Low-molecular-weight protein factors (Mr 8,000 to 18,000) from serum-free conditioned medium of human fibrosarcoma (8387) cells reversibly enhanced the secretion of proteinase-inhibitory activity by cultured normal human skin fibroblasts. This inhibitory activity could be absorbed by immobilized plasminogen activator (PA) of urokinase type but not by heparin, and it was sensitive to treatment with sodium dodecyl sulfate. The secretion of a heparin-binding Mr 60,000 proteinase inhibitor, resembling protease nexin, was also detected. Early passages of adult skin fibroblasts do not contain or secrete PA. When cell types secreting this enzyme were tested, the fibrosarcoma-derived factors decreased the PA secretion detectable after sodium dodecyl sulfate treatment in all conditioned media of normal and malignant fibroblastic cells examined, including the 8387 cell line itself.
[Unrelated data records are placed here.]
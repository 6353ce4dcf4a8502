use super::AppState;
use crate::ledger::Ledger;
use crate::validation;
use crate::Error;
use axum::extract::rejection::JsonRejection;
use axum::extract::{Path, State};
use axum::http::StatusCode;
use axum::response::{IntoResponse, Response};
use axum::Json;
use chrono::{DateTime, Utc};
use secrecy::{ExposeSecret, SecretString};
use serde::{Deserialize, Serialize};
use serde_json::Value;

#[derive(Debug, Deserialize)]
pub struct ApproveRequest {
    #[serde(default)]
    pub spender: Option<String>,
    #[serde(default)]
    pub value: Option<Value>,
    #[serde(default)]
    pub password: Option<SecretString>,
}

#[derive(Debug, Serialize)]
pub struct AllowanceResponse {
    pub owner: String,
    pub spender: String,
    pub allowance: String,
    pub message: &'static str,
}

#[derive(Debug, Serialize)]
pub struct BalanceResponse {
    pub address: String,
    pub balance: String,
    pub message: &'static str,
}

#[derive(Debug, Serialize)]
pub struct ApproveResponse<R> {
    pub spender: String,
    pub value: Value,
    pub message: &'static str,
    pub receipt: R,
}

#[derive(Debug, Serialize)]
pub struct ErrorResponse {
    pub error: String,
    #[serde(skip_serializing_if = "Option::is_none")]
    pub reason: Option<String>,
}

#[derive(Debug, Serialize)]
pub struct HealthResponse {
    pub status: &'static str,
    pub timestamp: DateTime<Utc>,
}

fn reject(status: StatusCode, error: &str, reason: Option<String>) -> Response {
    (
        status,
        Json(ErrorResponse {
            error: error.to_string(),
            reason,
        }),
    )
        .into_response()
}

fn status_for(err: &Error) -> StatusCode {
    match err {
        Error::InvalidInput(_) | Error::Conversion(_) => StatusCode::BAD_REQUEST,
        Error::GasEstimation(_) => StatusCode::UNPROCESSABLE_ENTITY,
        _ => StatusCode::INTERNAL_SERVER_ERROR,
    }
}

fn failure(context: &str, err: Error) -> Response {
    let status = status_for(&err);
    if status.is_server_error() {
        tracing::error!(error = %err, retryable = err.is_retryable(), "{}", context);
    } else {
        tracing::warn!(error = %err, "{}", context);
    }
    reject(status, context, Some(err.to_string()))
}

pub async fn health() -> Json<HealthResponse> {
    Json(HealthResponse {
        status: "ok",
        timestamp: Utc::now(),
    })
}

pub async fn get_allowance<L: Ledger + 'static>(
    State(state): State<AppState<L>>,
    Path((owner, spender)): Path<(String, String)>,
) -> Response {
    if !state.accepts_address(&owner) {
        return reject(StatusCode::BAD_REQUEST, "Invalid owner address", None);
    }
    if !state.accepts_address(&spender) {
        return reject(StatusCode::BAD_REQUEST, "Invalid spender address", None);
    }

    match state.queries.allowance_of(&owner, &spender).await {
        Ok(allowance) => Json(AllowanceResponse {
            owner,
            spender,
            allowance,
            message: "Allowance fetched successfully",
        })
        .into_response(),
        Err(e) => failure("Error fetching allowance", e),
    }
}

pub async fn get_balance<L: Ledger + 'static>(
    State(state): State<AppState<L>>,
    Path(address): Path<String>,
) -> Response {
    if !state.accepts_address(&address) {
        return reject(StatusCode::BAD_REQUEST, "Invalid address", None);
    }

    match state.queries.balance_of(&address).await {
        Ok(balance) => Json(BalanceResponse {
            address,
            balance,
            message: "Balance fetched successfully",
        })
        .into_response(),
        Err(e) => failure("Error fetching Balance", e),
    }
}

pub async fn set_approve<L: Ledger + 'static>(
    State(state): State<AppState<L>>,
    payload: Result<Json<ApproveRequest>, JsonRejection>,
) -> Response {
    let Json(request) = match payload {
        Ok(payload) => payload,
        Err(rejection) => {
            return reject(
                StatusCode::BAD_REQUEST,
                "Invalid request body",
                Some(rejection.body_text()),
            )
        }
    };

    let spender = match request.spender {
        Some(spender) if state.accepts_address(&spender) => spender,
        _ => return reject(StatusCode::BAD_REQUEST, "Invalid spender address", None),
    };
    let value = match request.value {
        Some(value) if validation::is_valid_value(&value) => value,
        _ => return reject(StatusCode::BAD_REQUEST, "Invalid value", None),
    };
    let password = match request.password {
        Some(password) if !password.expose_secret().is_empty() => password,
        _ => return reject(StatusCode::BAD_REQUEST, "Missing password", None),
    };

    match state.approvals.approve(&spender, &value, password).await {
        Ok(receipt) => Json(ApproveResponse {
            spender,
            value,
            message: "Approval success",
            receipt,
        })
        .into_response(),
        Err(e) => failure("Error approving", e),
    }
}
However, no effects on the secretion of PA by normal or malignant cells of epithelioid origin or by melanoma cells were seen. A similar preparation from human epidermoid carcinoma (A431)-conditioned medium did not affect the PA activity or secretion of proteinase inhibitors from fibroblastic cells. The ability of sarcoma cells to modulate the production of PA inhibitors is a novel characteristic in the regulation of cellular proteolysis.